A conta é simples, mas exige honestidade. Para cada mês, o caminho é este:

  1. Some todo o faturamento bruto, incluindo delivery, consumo no salão e eventos avulsos.
  2. Subtraia o CMV (Custo da Mercadoria Vendida): tudo que você comprou para produzir o que vendeu, já incluindo o que foi desperdiçado.
  3. Subtraia as despesas fixas: aluguel, salários, energia, contador, sistemas de gestão.
  4. Subtraia as despesas variáveis: taxas de cartão, comissões de plataforma, embalagens, perdas pontuais.
  5. O que sobrar é o lucro operacional. Divida pelo faturamento e multiplique por 100: esse percentual é a sua margem real.
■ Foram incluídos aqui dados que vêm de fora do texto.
//! One-paragraph summaries of note content.

use crate::error::Result;
use crate::llm::{ChatClient, ChatMessage};
use crate::prompt::{self, PromptConfig};
use tracing::warn;

/// Outcome of one summarize call.
#[derive(Debug, Clone, PartialEq, Eq)]
pub struct Summary {
    /// Summary text, or an error description when the call failed
    pub text: String,

    /// True when `text` embeds an error instead of a model summary
    pub degraded: bool,
}

/// Compresses one note's content into a short paragraph via the LLM.
///
/// A failed call is contained here: the returned text embeds the error
/// description so the batch keeps going, and the digest shows what broke.
pub struct Summarizer<'a> {
    client: &'a dyn ChatClient,
    config: PromptConfig,
}

impl<'a> Summarizer<'a> {
    /// Creates a summarizer over the given client and prompt configuration.
    #[must_use]
    pub fn new(client: &'a dyn ChatClient, config: PromptConfig) -> Self {
        Self { client, config }
    }

    /// Summarizes one note's content.
    ///
    /// Never fails; any error from the remote call degrades to a synthetic
    /// summary string embedding the error description.
    pub async fn summarize(&self, content: &str) -> Summary {
        match self.request(content).await {
            Ok(text) => Summary {
                text,
                degraded: false,
            },
            Err(e) => {
                warn!("Summarize call failed: {e}");
                Summary {
                    text: format!("Error summarizing content: {e}"),
                    degraded: true,
                }
            }
        }
    }

    async fn request(&self, content: &str) -> Result<String> {
        let user_message = prompt::render(&self.config.user_message, &[("content", content)])?;
        let messages = [
            ChatMessage::system(&self.config.system_message),
            ChatMessage::user(user_message),
        ];

        let response = self.client.complete(&self.config.model, &messages).await?;
        Ok(response.trim().to_string())
    }
}

#[cfg(test)]
mod tests {
    use super::*;
    use crate::llm::testing::MockChatClient;

    #[tokio::test]
    async fn test_summarize_returns_trimmed_response() {
        let client = MockChatClient::replying("  A short summary.\n");
        let summarizer = Summarizer::new(&client, PromptConfig::summarize_default());

        let summary = summarizer.summarize("Some article body.").await;

        assert_eq!(summary.text, "A short summary.");
        assert!(!summary.degraded);
    }

    #[tokio::test]
    async fn test_summarize_substitutes_content() {
        let client = MockChatClient::replying("ok");
        let summarizer = Summarizer::new(&client, PromptConfig::summarize_default());

        summarizer.summarize("the actual note body").await;

        let calls = client.calls();
        assert_eq!(calls.len(), 1);
        let user_message = &calls[0].1[1];
        assert!(user_message.content.contains("the actual note body"));
        assert!(!user_message.content.contains("{content}"));
    }

    #[tokio::test]
    async fn test_summarize_failure_embeds_error() {
        let client = MockChatClient::failing("connection refused");
        let summarizer = Summarizer::new(&client, PromptConfig::summarize_default());

        let summary = summarizer.summarize("body").await;

        assert!(summary.degraded);
        assert!(summary.text.starts_with("Error summarizing content:"));
        assert!(summary.text.contains("connection refused"));
    }

    #[tokio::test]
    async fn test_summarize_bad_template_degrades() {
        let client = MockChatClient::replying("unused");
        let config = PromptConfig {
            user_message: "Summarize {body}".to_string(),
            ..PromptConfig::summarize_default()
        };
        let summarizer = Summarizer::new(&client, config);

        let summary = summarizer.summarize("text").await;

        assert!(summary.degraded);
        assert_eq!(client.call_count(), 0);
    }
}
use crate::article::ArticleRecord;
use crate::classify::{self, Classifier};
use crate::config::Config;
use crate::digest::{DigestWriter, TopicGroups};
use crate::error::Result;
use crate::intro::IntroductionGenerator;
use crate::llm::ChatClient;
use crate::metadata::Metadata;
use crate::prompt::PromptConfig;
use crate::scanner::Scanner;
use crate::summarize::Summarizer;
use std::fs;
use std::path::PathBuf;
use std::time::{Duration, Instant};
use tracing::{debug, info, instrument, warn};

/// Statistics collected during one digest run.
#[derive(Debug, Clone)]
pub struct PipelineStats {
    /// Files selected by the scan
    pub files_selected: usize,

    /// Articles processed into the digest
    pub articles: usize,

    /// Distinct topics in the digest
    pub topics: usize,

    /// Summaries that degraded to an error string
    pub degraded_summaries: usize,

    /// Articles filed under the fallback topic
    pub fallback_classifications: usize,

    /// Total execution time
    pub duration: Duration,

    /// Path of the written digest, if one was produced
    pub output_path: Option<PathBuf>,
}

impl PipelineStats {
    /// Prints a human-readable summary to stdout.
    pub fn print_summary(&self) {
        match &self.output_path {
            Some(path) => {
                println!(
                    "Processed {} of {} file(s) into {} topic(s) in {:.1}s",
                    self.articles,
                    self.files_selected,
                    self.topics,
                    self.duration.as_secs_f64()
                );
                if self.degraded_summaries > 0 {
                    println!("  {} summary call(s) degraded", self.degraded_summaries);
                }
                if self.fallback_classifications > 0 {
                    println!(
                        "  {} article(s) filed under \"Others\"",
                        self.fallback_classifications
                    );
                }
                println!("Digest saved to {}", path.display());
            }
            None => println!("No files found."),
        }
    }
}

/// Runs the full scan → summarize/classify → introduce → write sequence.
///
/// Files are processed strictly one at a time; every LLM call is awaited
/// before the next begins.
pub struct Pipeline<'a> {
    config: Config,
    client: &'a dyn ChatClient,
}

impl<'a> Pipeline<'a> {
    /// Creates a new pipeline over a validated configuration and a chat
    /// completion client.
    ///
    /// # Errors
    ///
    /// Returns an error if configuration validation fails.
    pub fn new(config: Config, client: &'a dyn ChatClient) -> Result<Self> {
        config.validate()?;
        Ok(Self { config, client })
    }

    /// Executes the pipeline and returns statistics.
    ///
    /// # Errors
    ///
    /// Returns an error if the notes directory is missing, the topics file
    /// is required but absent, or the digest cannot be written. Remote-call
    /// failures never surface here; they degrade per file (summaries embed
    /// the error, classifications fall back to "Others") or per run (the
    /// introduction falls back to a fixed sentence).
    #[instrument(skip(self), fields(notes_dir = %self.config.notes_dir.display()))]
    pub async fn run(self) -> Result<PipelineStats> {
        let start_time = Instant::now();

        info!(
            "Searching for files in '{}' modified in the last {} days",
            self.config.notes_dir.display(),
            self.config.lookback_days
        );
        let files = Scanner::new(&self.config)?.scan()?;

        if files.is_empty() {
            info!("No files found.");
            return Ok(PipelineStats {
                files_selected: 0,
                articles: 0,
                topics: 0,
                degraded_summaries: 0,
                fallback_classifications: 0,
                duration: start_time.elapsed(),
                output_path: None,
            });
        }

        info!("Found {} file(s)", files.len());
        for file in &files {
            debug!(" - {}", file.path.display());
        }

        let topics = classify::load_topics(&self.config.topics_path(), self.config.topic_policy)?;

        let summarizer = Summarizer::new(
            self.client,
            PromptConfig::load_or(
                &self.config.summarize_prompt_path(),
                PromptConfig::summarize_default(),
            ),
        );
        let classifier = Classifier::new(
            self.client,
            PromptConfig::load_or(
                &self.config.classify_prompt_path(),
                PromptConfig::classify_default(),
            ),
            topics,
        );
        let generator = IntroductionGenerator::new(
            self.client,
            PromptConfig::load_or(
                &self.config.introduce_prompt_path(),
                PromptConfig::introduce_default(),
            ),
        );

        info!("Generating summaries and classifications");
        let mut groups = TopicGroups::new();
        let mut articles: Vec<ArticleRecord> = Vec::new();
        let mut degraded_summaries = 0;
        let mut fallback_classifications = 0;

        for file in &files {
            let content = match fs::read_to_string(&file.path) {
                Ok(content) => content,
                Err(e) => {
                    warn!("Skipping unreadable file {}: {e}", file.path.display());
                    continue;
                }
            };

            let metadata = Metadata::parse(&content);
            let title = metadata.title().to_string();
            let url = metadata.url().to_string();

            let summary = summarizer.summarize(&content).await;
            if summary.degraded {
                degraded_summaries += 1;
            }

            let classification = classifier.classify(&title, &summary.text).await;
            if !classification.is_matched() {
                fallback_classifications += 1;
            }

            let record = ArticleRecord {
                title,
                url,
                summary: summary.text,
                topic: classification.label().to_string(),
            };
            groups.push(&record.topic, record.summary_line());
            articles.push(record);
        }

        if articles.is_empty() {
            warn!("No file could be read; nothing to write");
            return Ok(PipelineStats {
                files_selected: files.len(),
                articles: 0,
                topics: 0,
                degraded_summaries,
                fallback_classifications,
                duration: start_time.elapsed(),
                output_path: None,
            });
        }

        info!("Generating introduction");
        let introduction = generator.generate(&articles).await;

        info!("Saving digest");
        let output_path = DigestWriter::new(&self.config.output_dir).write(&groups, &introduction)?;

        Ok(PipelineStats {
            files_selected: files.len(),
            articles: articles.len(),
            topics: groups.len(),
            degraded_summaries,
            fallback_classifications,
            duration: start_time.elapsed(),
            output_path: Some(output_path),
        })
    }
}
Margem entre 8% e 15% é comum em restaurantes bem geridos. Abaixo de 5%, o negócio está operando no limite e qualquer imprevisto pode virar prejuízo. Acima de 20%, ou você tem uma operação extraordinária, ou existe algum custo que ainda não entrou na conta.

Para onde o lucro costuma escapar

Depois de fazer esse cálculo pela primeira vez, a maioria dos donos descobre um dos três padrões mais comuns:

O delivery está comendo a margem. O volume de pedidos é alto, mas a plataforma cobra tanto que cada entrega sobra pouco. O salão é mais lucrativo, mas toda a operação foi ajustada para atender pedidos externos. O movimento cresceu e a margem caiu.

O cardápio tem pratos que não se pagam. Existe quase sempre um prato que todo mundo pede, aparece nas fotos e atrai cliente. Mas ele exige insumos caros e tempo longo de preparo. Sustenta a imagem do restaurante e afunda a conta no fim do mês.

O custo fixo cresceu mais rápido que o faturamento. O restaurante foi bem, contratou mais gente, alugou espaço extra, reformou o salão. O movimento subiu, mas as despesas fixas subiram antes. A margem encolheu no momento em que parecia que estava crescendo.

Identificar qual dos três cenários é o seu muda completamente o que precisa ser feito. Não dá para resolver o que não se sabe onde está.

Comece hoje

Pegue os dados do último mês completo e separe os gastos em três colunas: insumos e produção, custos fixos e custos variáveis. Some cada coluna. Subtraia tudo do faturamento. Esse número, que talvez apareça pela primeira vez em uma planilha sua, é a margem real do restaurante. A partir dele, você tem onde trabalhar, o que ajustar e onde está o espaço para crescer sem necessariamente trabalhar mais.